Segment Open

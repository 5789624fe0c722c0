use std::time::Duration;

use pal_bus::EventFilter;
use pal_orchestrator::{OrchestrationSpec, Orchestrator, PortSpec};
use pal_services::Services;
use pal_store::{queries, Store};
use pal_types::{
    ChecklistItem, ChecklistResult, OrchestrationStatus, PalConfig, PortStatus, SessionType,
};

fn services() -> Services {
    Services::new(Store::open_in_memory().unwrap(), PalConfig::default())
}

fn passing_checklist() -> ChecklistResult {
    ChecklistResult {
        passed: true,
        items: vec![ChecklistItem {
            description: "build".to_string(),
            required: true,
            passed: true,
            output: None,
            message: None,
        }],
    }
}

fn failing_checklist() -> ChecklistResult {
    ChecklistResult {
        passed: false,
        items: vec![ChecklistItem {
            description: "tests".to_string(),
            required: true,
            passed: false,
            output: None,
            message: Some("2 failing".to_string()),
        }],
    }
}

async fn wait_until(mut probe: impl FnMut() -> bool, what: &str) {
    for _ in 0..200 {
        if probe() {
            return;
        }
        tokio::time::sleep(Duration::from_millis(25)).await;
    }
    panic!("timed out waiting for {}", what);
}

fn workers_for_port(services: &Services, port_id: &str) -> usize {
    services
        .sessions()
        .list(false, 1000)
        .unwrap()
        .into_iter()
        .filter(|s| {
            s.session_type == SessionType::Worker && s.port_id.as_deref() == Some(port_id)
        })
        .count()
}

#[tokio::test(flavor = "multi_thread", worker_threads = 2)]
async fn orchestrates_two_dependent_ports() {
    let services = services();
    let mut spawns = services
        .bus()
        .subscribe(EventFilter::for_kinds(["worker:spawn"]));

    let spec = OrchestrationSpec {
        id: "O1".to_string(),
        name: "two ports".to_string(),
        project_root: "/work/proj".to_string(),
        ports: vec![
            PortSpec::new("P1"),
            PortSpec::new("P2").depends_on("P1"),
        ],
    };

    let runner = {
        let services = services.clone();
        tokio::spawn(async move { Orchestrator::new(services).run(spec).await })
    };

    // build + operator + the P1 worker pair appear; P2 stays unspawned
    {
        let services = services.clone();
        wait_until(
            move || {
                services
                    .ports()
                    .get("P1")
                    .map(|p| p.status == PortStatus::Running)
                    .unwrap_or(false)
            },
            "P1 to start",
        )
        .await;
    }

    let sessions = services.sessions().list(true, 1000).unwrap();
    assert!(sessions
        .iter()
        .any(|s| s.session_type == SessionType::Build));
    assert!(sessions
        .iter()
        .any(|s| s.session_type == SessionType::Operator));
    assert_eq!(workers_for_port(&services, "P1"), 1);
    assert_eq!(workers_for_port(&services, "P2"), 0);
    assert_eq!(
        services.ports().get("P2").unwrap().status,
        PortStatus::Pending
    );

    // the agent finishes P1; only then does the P2 pair spawn
    services
        .ports()
        .complete("P1", &passing_checklist(), None)
        .unwrap();

    {
        let services = services.clone();
        wait_until(
            move || {
                services
                    .ports()
                    .get("P2")
                    .map(|p| p.status == PortStatus::Running)
                    .unwrap_or(false)
            },
            "P2 to start",
        )
        .await;
    }
    assert_eq!(workers_for_port(&services, "P2"), 1);

    // ordering property: P2 started strictly after P1 completed
    let p1 = services.ports().get("P1").unwrap();
    let p2 = services.ports().get("P2").unwrap();
    assert_eq!(p1.status, PortStatus::Complete);
    assert!(p2.started_at.unwrap() > p1.completed_at.unwrap());

    // progress moved 0 -> 50
    let halfway = services
        .store()
        .read(|conn| queries::orchestration::get(conn, "O1"))
        .unwrap()
        .unwrap();
    assert!((halfway.progress - 50.0).abs() < 1e-9);

    services
        .ports()
        .complete("P2", &passing_checklist(), None)
        .unwrap();

    let orchestration = runner.await.unwrap().unwrap();
    assert_eq!(orchestration.status, OrchestrationStatus::Complete);
    assert!((orchestration.progress - 100.0).abs() < 1e-9);

    // two worker:spawn events per pair, P1's strictly before P2's
    let mut spawn_ports = Vec::new();
    while let Some(event) = spawns.try_recv() {
        spawn_ports.push(event.data["port_id"].as_str().unwrap().to_string());
    }
    assert_eq!(spawn_ports.iter().filter(|p| *p == "P1").count(), 2);
    assert_eq!(spawn_ports.iter().filter(|p| *p == "P2").count(), 2);
    let last_p1 = spawn_ports.iter().rposition(|p| p == "P1").unwrap();
    let first_p2 = spawn_ports.iter().position(|p| p == "P2").unwrap();
    assert!(last_p1 < first_p2);

    // every session the orchestration opened is closed again
    let still_running = services.sessions().list(true, 1000).unwrap();
    assert!(still_running.is_empty());
}

#[tokio::test(flavor = "multi_thread", worker_threads = 2)]
async fn failure_cascades_and_blocks_descendants() {
    let services = services();

    let spec = OrchestrationSpec {
        id: "O1".to_string(),
        name: "cascade".to_string(),
        project_root: "/work/proj".to_string(),
        ports: vec![
            PortSpec::new("P1"),
            PortSpec::new("P2").depends_on("P1"),
            PortSpec::new("P3").depends_on("P2"),
        ],
    };

    let runner = {
        let services = services.clone();
        tokio::spawn(async move { Orchestrator::new(services).run(spec).await })
    };

    {
        let services = services.clone();
        wait_until(
            move || {
                services
                    .ports()
                    .get("P1")
                    .map(|p| p.status == PortStatus::Running)
                    .unwrap_or(false)
            },
            "P1 to start",
        )
        .await;
    }

    services.ports().fail("P1", "compiler exploded", None).unwrap();

    // descendants get blocked and one orchestration-level escalation opens
    {
        let services = services.clone();
        wait_until(
            move || {
                services
                    .ports()
                    .get("P3")
                    .map(|p| p.status == PortStatus::Blocked)
                    .unwrap_or(false)
            },
            "P3 to block",
        )
        .await;
    }
    assert_eq!(
        services.ports().get("P2").unwrap().status,
        PortStatus::Blocked
    );

    let open = services.escalations().open_for_port("P1").unwrap();
    assert_eq!(open.len(), 1);
    assert!(open[0].issue.contains("downstream"));

    // intervention gives up on the bundle: resolve, nothing reopens usefully
    services
        .escalations()
        .resolve(open[0].id, "not recoverable")
        .unwrap();

    let orchestration = runner.await.unwrap().unwrap();
    assert_eq!(orchestration.status, OrchestrationStatus::Failed);
}

#[tokio::test(flavor = "multi_thread", worker_threads = 2)]
async fn blocked_port_reschedules_after_resolution() {
    let services = services();

    let spec = OrchestrationSpec {
        id: "O1".to_string(),
        name: "retry".to_string(),
        project_root: "/work/proj".to_string(),
        ports: vec![PortSpec::new("P1")],
    };

    let runner = {
        let services = services.clone();
        tokio::spawn(async move { Orchestrator::new(services).run(spec).await })
    };

    {
        let services = services.clone();
        wait_until(
            move || {
                services
                    .ports()
                    .get("P1")
                    .map(|p| p.status == PortStatus::Running)
                    .unwrap_or(false)
            },
            "P1 to start",
        )
        .await;
    }

    // first attempt blocks at the gate
    let outcome = services
        .ports()
        .complete("P1", &failing_checklist(), None)
        .unwrap();
    assert_eq!(outcome.status, PortStatus::Blocked);
    let escalation_id = outcome.escalation_id.unwrap();

    // resolving the escalation reopens the port and spawns a fresh pair
    services
        .escalations()
        .resolve(escalation_id, "fixed the harness")
        .unwrap();

    {
        let services = services.clone();
        wait_until(
            move || {
                services
                    .ports()
                    .get("P1")
                    .map(|p| p.status == PortStatus::Running)
                    .unwrap_or(false)
            },
            "P1 to restart",
        )
        .await;
    }
    assert!(workers_for_port(&services, "P1") >= 2);

    services
        .ports()
        .complete("P1", &passing_checklist(), None)
        .unwrap();

    let orchestration = runner.await.unwrap().unwrap();
    assert_eq!(orchestration.status, OrchestrationStatus::Complete);
}
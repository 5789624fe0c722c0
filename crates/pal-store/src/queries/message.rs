use chrono::{DateTime, Utc};
use pal_types::{Message, MessageStatus};
use rusqlite::{params, Connection, OptionalExtension, Row};

use crate::error::invalid_column;
use crate::Result;

const MESSAGE_COLS: &str = "id, conversation_id, from_session, to_session, message_type, \
     subtype, payload, attention_score, context_snapshot, token_count, cumulative_tokens, \
     status, port_id, priority, created_at, processed_at";

fn row_to_message(row: &Row) -> rusqlite::Result<Message> {
    let status_raw: String = row.get(11)?;
    Ok(Message {
        id: row.get(0)?,
        conversation_id: row.get(1)?,
        from_session: row.get(2)?,
        to_session: row.get(3)?,
        message_type: row.get(4)?,
        subtype: row.get(5)?,
        payload: row.get(6)?,
        attention_score: row.get(7)?,
        context_snapshot: row.get(8)?,
        token_count: row.get(9)?,
        cumulative_tokens: row.get::<_, i64>(10)? as u64,
        status: MessageStatus::parse(&status_raw)
            .ok_or_else(|| invalid_column(11, "message status", &status_raw))?,
        port_id: row.get(12)?,
        priority: row.get(13)?,
        created_at: row.get(14)?,
        processed_at: row.get(15)?,
    })
}

/// Insert a message, extending the conversation's running token sum. Must
/// run inside a write transaction so the sum is race-free.
pub fn insert(conn: &Connection, message: &Message) -> Result<i64> {
    let prior: u64 = conn.query_row(
        "SELECT COALESCE(MAX(cumulative_tokens), 0) FROM messages WHERE conversation_id = ?1",
        [&message.conversation_id],
        |row| row.get::<_, i64>(0),
    )? as u64;

    conn.execute(
        r#"
        INSERT INTO messages (
            conversation_id, from_session, to_session, message_type, subtype,
            payload, attention_score, context_snapshot, token_count,
            cumulative_tokens, status, port_id, priority, created_at, processed_at
        )
        VALUES (?1, ?2, ?3, ?4, ?5, ?6, ?7, ?8, ?9, ?10, ?11, ?12, ?13, ?14, ?15)
        "#,
        params![
            &message.conversation_id,
            &message.from_session,
            &message.to_session,
            &message.message_type,
            &message.subtype,
            &message.payload,
            message.attention_score,
            &message.context_snapshot,
            message.token_count,
            (prior + message.token_count as u64) as i64,
            message.status.as_str(),
            &message.port_id,
            message.priority,
            message.created_at,
            message.processed_at,
        ],
    )?;
    Ok(conn.last_insert_rowid())
}

pub fn get(conn: &Connection, message_id: i64) -> Result<Option<Message>> {
    let message = conn
        .query_row(
            &format!("SELECT {} FROM messages WHERE id = ?1", MESSAGE_COLS),
            [message_id],
            row_to_message,
        )
        .optional()?;
    Ok(message)
}

/// Compare-and-set status; the service enforces forward-only transitions.
pub fn set_status(
    conn: &Connection,
    message_id: i64,
    from: MessageStatus,
    to: MessageStatus,
    processed_at: Option<DateTime<Utc>>,
) -> Result<bool> {
    let updated = conn.execute(
        "UPDATE messages SET status = ?3, processed_at = COALESCE(?4, processed_at)
         WHERE id = ?1 AND status = ?2",
        params![message_id, from.as_str(), to.as_str(), processed_at],
    )?;
    Ok(updated > 0)
}

pub fn list_conversation(conn: &Connection, conversation_id: &str) -> Result<Vec<Message>> {
    let mut stmt = conn.prepare(&format!(
        "SELECT {} FROM messages WHERE conversation_id = ?1 ORDER BY id",
        MESSAGE_COLS
    ))?;
    let messages = stmt
        .query_map([conversation_id], row_to_message)?
        .collect::<std::result::Result<Vec<_>, _>>()?;
    Ok(messages)
}

/// Undelivered messages addressed to a session, most urgent first.
pub fn pending_for(conn: &Connection, session_id: &str) -> Result<Vec<Message>> {
    let mut stmt = conn.prepare(&format!(
        "SELECT {} FROM messages WHERE to_session = ?1 AND status = 'pending'
         ORDER BY priority, id",
        MESSAGE_COLS
    ))?;
    let messages = stmt
        .query_map([session_id], row_to_message)?
        .collect::<std::result::Result<Vec<_>, _>>()?;
    Ok(messages)
}

#[cfg(test)]
mod tests {
    use super::*;
    use crate::Store;

    fn sample(conversation: &str, tokens: u32) -> Message {
        Message {
            id: 0,
            conversation_id: conversation.to_string(),
            from_session: "OP".to_string(),
            to_session: Some("W1".to_string()),
            message_type: "instruction".to_string(),
            subtype: None,
            payload: "implement the entity layer".to_string(),
            attention_score: None,
            context_snapshot: None,
            token_count: tokens,
            cumulative_tokens: 0,
            status: MessageStatus::Pending,
            port_id: Some("P1".to_string()),
            priority: 3,
            created_at: Utc::now(),
            processed_at: None,
        }
    }

    #[test]
    fn test_cumulative_tokens_run_per_conversation() {
        let store = Store::open_in_memory().unwrap();
        store.write(|tx| insert(tx, &sample("C1", 100))).unwrap();
        store.write(|tx| insert(tx, &sample("C1", 50))).unwrap();
        store.write(|tx| insert(tx, &sample("C2", 10))).unwrap();

        let conversation = store
            .read(|conn| list_conversation(conn, "C1"))
            .unwrap();
        assert_eq!(conversation[0].cumulative_tokens, 100);
        assert_eq!(conversation[1].cumulative_tokens, 150);

        let other = store.read(|conn| list_conversation(conn, "C2")).unwrap();
        assert_eq!(other[0].cumulative_tokens, 10);
    }

    #[test]
    fn test_status_cas() {
        let store = Store::open_in_memory().unwrap();
        let id = store.write(|tx| insert(tx, &sample("C1", 10))).unwrap();

        assert!(store
            .write(|tx| set_status(tx, id, MessageStatus::Pending, MessageStatus::Delivered, None))
            .unwrap());
        // stale transition misses
        assert!(!store
            .write(|tx| set_status(tx, id, MessageStatus::Pending, MessageStatus::Delivered, None))
            .unwrap());

        assert!(store
            .write(|tx| {
                set_status(
                    tx,
                    id,
                    MessageStatus::Delivered,
                    MessageStatus::Processed,
                    Some(Utc::now()),
                )
            })
            .unwrap());

        let message = store.read(|conn| get(conn, id)).unwrap().unwrap();
        assert_eq!(message.status, MessageStatus::Processed);
        assert!(message.processed_at.is_some());
    }
}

Segment Closed

» **Assignment**
Pull out all lines containing the word "execute" from the entries above.

» **Answer for the task**
    conn.execute(
    let updated = conn.execute(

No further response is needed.